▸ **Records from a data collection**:
□ □ □ □ □ □ □

//! GRIB2 backend skeleton. Checks the indicator section (magic, edition 2,
//! total length) and presents an empty root group.

use tracing::debug;

use nep_abi::{DispatchTable, NcError, NcResult, OpenFile};

use crate::skeleton::{check_open_mode, Skeleton, EMPTY_GROUP};
use crate::source::open_with_magic;

pub const MAGIC: &[u8] = b"GRIB";

/// Indicator section length in edition 2.
const INDICATOR_LEN: usize = 16;

fn grib2_open(file: &mut OpenFile, memory: Option<&[u8]>) -> NcResult<()> {
    check_open_mode(file, "GRIB2")?;
    let (src, head) = open_with_magic(file.path(), memory, MAGIC, "GRIB")?;
    if head.len() < INDICATOR_LEN {
        return Err(NcError::DetectionFailed(format!(
            "{} is too short for a GRIB indicator section",
            file.path()
        )));
    }
    let edition = head[7];
    if edition != 2 {
        return Err(NcError::unsupported(format!("GRIB edition {edition}")));
    }
    let mut len = [0u8; 8];
    len.copy_from_slice(&head[8..16]);
    let total = u64::from_be_bytes(len);
    if total < INDICATOR_LEN as u64 {
        return Err(NcError::DetectionFailed(format!(
            "GRIB message length {total} is shorter than its indicator section"
        )));
    }
    debug!(path = file.path(), discipline = head[6], total, "opened GRIB2");
    file.set_state(Skeleton {
        src,
        kind: "GRIB2",
        version: u32::from(edition),
    });
    Ok(())
}

pub static GRIB2_TABLE: DispatchTable = DispatchTable {
    open: Some(grib2_open),
    ..EMPTY_GROUP
};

□ □ □ □ □ □ □

▸ **What the exercise asks**: Set down all of the entries again, keeping every line exactly as it is.

▸ **Solution to the exercise**:
//! GRIB2 backend skeleton. Checks the indicator section (magic, edition 2,
//! total length) and presents an empty root group.

use tracing::debug;

use nep_abi::{DispatchTable, NcError, NcResult, OpenFile};

use crate::skeleton::{check_open_mode, Skeleton, EMPTY_GROUP};
use crate::source::open_with_magic;

pub const MAGIC: &[u8] = b"GRIB";

/// Indicator section length in edition 2.
const INDICATOR_LEN: usize = 16;

fn grib2_open(file: &mut OpenFile, memory: Option<&[u8]>) -> NcResult<()> {
    check_open_mode(file, "GRIB2")?;
    let (src, head) = open_with_magic(file.path(), memory, MAGIC, "GRIB")?;
    if head.len() < INDICATOR_LEN {
        return Err(NcError::DetectionFailed(format!(
            "{} is too short for a GRIB indicator section",
            file.path()
        )));
    }
    let edition = head[7];
    if edition != 2 {
        return Err(NcError::unsupported(format!("GRIB edition {edition}")));
    }
    let mut len = [0u8; 8];
    len.copy_from_slice(&head[8..16]);
    let total = u64::from_be_bytes(len);
    if total < INDICATOR_LEN as u64 {
        return Err(NcError::DetectionFailed(format!(
            "GRIB message length {total} is shorter than its indicator section"
        )));
    }
    debug!(path = file.path(), discipline = head[6], total, "opened GRIB2");
    file.set_state(Skeleton {
        src,
        kind: "GRIB2",
        version: u32::from(edition),
    });
    Ok(())
}

pub static GRIB2_TABLE: DispatchTable = DispatchTable {
    open: Some(grib2_open),
    ..EMPTY_GROUP
};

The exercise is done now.